● **What you are asked to do**
For each line below, check whether "Instant" is present. Report how many lines have it, nothing else.

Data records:
=====

//! Guarded-call protocol wrapping every device operation.
//!
//! [`guarded_call`] admits one call through an [`AdmissionQueue`]:
//!
//! 1. a closed queue fails the call with [`AccessError::Closed`];
//! 2. a best-effort call (priority 0) is skipped when anything is pending,
//!    checked and submitted under a single lock acquisition;
//! 3. a ticket is submitted; rejection skips best-effort calls and fails
//!    guaranteed ones;
//! 4. the caller waits until its ticket is the head and nothing is in flight;
//! 5. the ticket is checked out;
//! 6. the body runs with the queue unlocked;
//! 7. the operation is completed whatever the body did, including panicking.
//!
//! Errors returned by the body are handed back unchanged.

use std::time::Instant;
use tracing::{error, trace};

use crate::error::{AccessError, AccessResult};
use crate::queue::{AdmissionQueue, Rejected, SubmitMode};
use crate::ticket::{Priority, Ticket};

/// Outcome of a gated call.
///
/// `Skipped` is a normal, frequent outcome for best-effort callers under
/// load and is never confused with a value returned by the body.
#[derive(Debug, Clone, Copy, PartialEq, Eq, Hash)]
#[must_use]
pub enum Gated<T> {
    /// The body ran and returned this value.
    Done(T),
    /// Best-effort call skipped because the device was busy.
    Skipped,
}

impl<T> Gated<T> {
    /// Whether the call was skipped.
    pub fn is_skipped(&self) -> bool {
        matches!(self, Gated::Skipped)
    }

    /// Whether the body ran.
    pub fn is_done(&self) -> bool {
        matches!(self, Gated::Done(_))
    }

    /// The body's value, if it ran.
    pub fn done(self) -> Option<T> {
        match self {
            Gated::Done(value) => Some(value),
            Gated::Skipped => None,
        }
    }

    /// Map the body's value.
    pub fn map<U, F: FnOnce(T) -> U>(self, f: F) -> Gated<U> {
        match self {
            Gated::Done(value) => Gated::Done(f(value)),
            Gated::Skipped => Gated::Skipped,
        }
    }
}

impl<T> From<Gated<T>> for Option<T> {
    fn from(gated: Gated<T>) -> Self {
        gated.done()
    }
}

/// Completes the in-flight operation on every exit path, unwinding included.
struct Completion<'a> {
    queue: &'a AdmissionQueue,
    ticket: Ticket,
    armed: bool,
}

impl<'a> Completion<'a> {
    fn new(queue: &'a AdmissionQueue, ticket: Ticket) -> Self {
        Self {
            queue,
            ticket,
            armed: true,
        }
    }

    fn finish(mut self) -> AccessResult<()> {
        self.armed = false;
        self.queue.complete()
    }
}

impl Drop for Completion<'_> {
    fn drop(&mut self) {
        if self.armed {
            if let Err(e) = self.queue.complete() {
                error!(ticket = %self.ticket, error = %e, "Failed to complete operation after panic");
            }
        }
    }
}

/// Run `body` with exclusive access arbitrated by `queue`.
///
/// `submit_mode` applies to guaranteed calls only; best-effort calls never
/// wait for a capacity slot. Returns [`Gated::Skipped`] for best-effort calls
/// that could not be admitted. The body must not call back into a gate on
/// the same queue.
///
/// # Errors
///
/// - [`AccessError::Closed`] if the queue is closed.
/// - [`AccessError::Busy`] if a guaranteed call could not be enqueued.
/// - [`AccessError::Internal`] on a broken queue invariant.
/// - Whatever the body returns, unchanged.
pub fn guarded_call<T, E, F>(
    queue: &AdmissionQueue,
    priority: Priority,
    submit_mode: SubmitMode,
    body: F,
) -> Result<Gated<T>, E>
where
    F: FnOnce() -> Result<T, E>,
    E: From<AccessError>,
{
    let Some(ticket) = admit(queue, priority, submit_mode)? else {
        return Ok(Gated::Skipped);
    };

    let completion = Completion::new(queue, ticket);
    let started = Instant::now();
    let result = body();
    let completed = completion.finish();
    trace!(%ticket, elapsed = ?started.elapsed(), ok = result.is_ok(), "Gated call finished");

    match result {
        Ok(value) => {
            completed?;
            Ok(Gated::Done(value))
        }
        Err(e) => {
            if let Err(internal) = completed {
                error!(%ticket, error = %internal, "Queue invariant broken while propagating driver error");
            }
            Err(e)
        }
    }
}

/// Steps 1 to 5: returns the checked-out ticket, or `None` to skip.
fn admit(
    queue: &AdmissionQueue,
    priority: Priority,
    submit_mode: SubmitMode,
) -> AccessResult<Option<Ticket>> {
    let mut guard = queue.lock();
    if guard.is_closed() {
        return Err(AccessError::Closed);
    }

    let sort_key = priority.sort_key();
    let submitted = if priority.is_best_effort() {
        guard.submit_if_idle(sort_key)
    } else {
        guard.submit(sort_key, submit_mode).map(Some)
    };

    let ticket = match submitted {
        Ok(Some(ticket)) => ticket,
        Ok(None) => {
            trace!(pending = guard.len(), "Best-effort call skipped, device busy");
            return Ok(None);
        }
        Err(rejected) if priority.is_best_effort() => {
            trace!(reason = %rejected, "Best-effort call skipped, submit rejected");
            return Ok(None);
        }
        Err(Rejected::Closed) => return Err(AccessError::Closed),
        Err(rejected) => return Err(AccessError::Busy(rejected.to_string())),
    };

    loop {
        if !guard.contains(&ticket) {
            error!(%ticket, "Submitted ticket vanished from the device queue");
            return Err(AccessError::internal("an item has been lost"));
        }
        if guard.peek_head() == Some(ticket) && !guard.in_flight() {
            break;
        }
        guard.wait();
    }

    let admitted = guard.checkout()?;
    debug_assert_eq!(admitted, ticket);
    Ok(Some(ticket))
}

=====

● **Result for this exercise**
2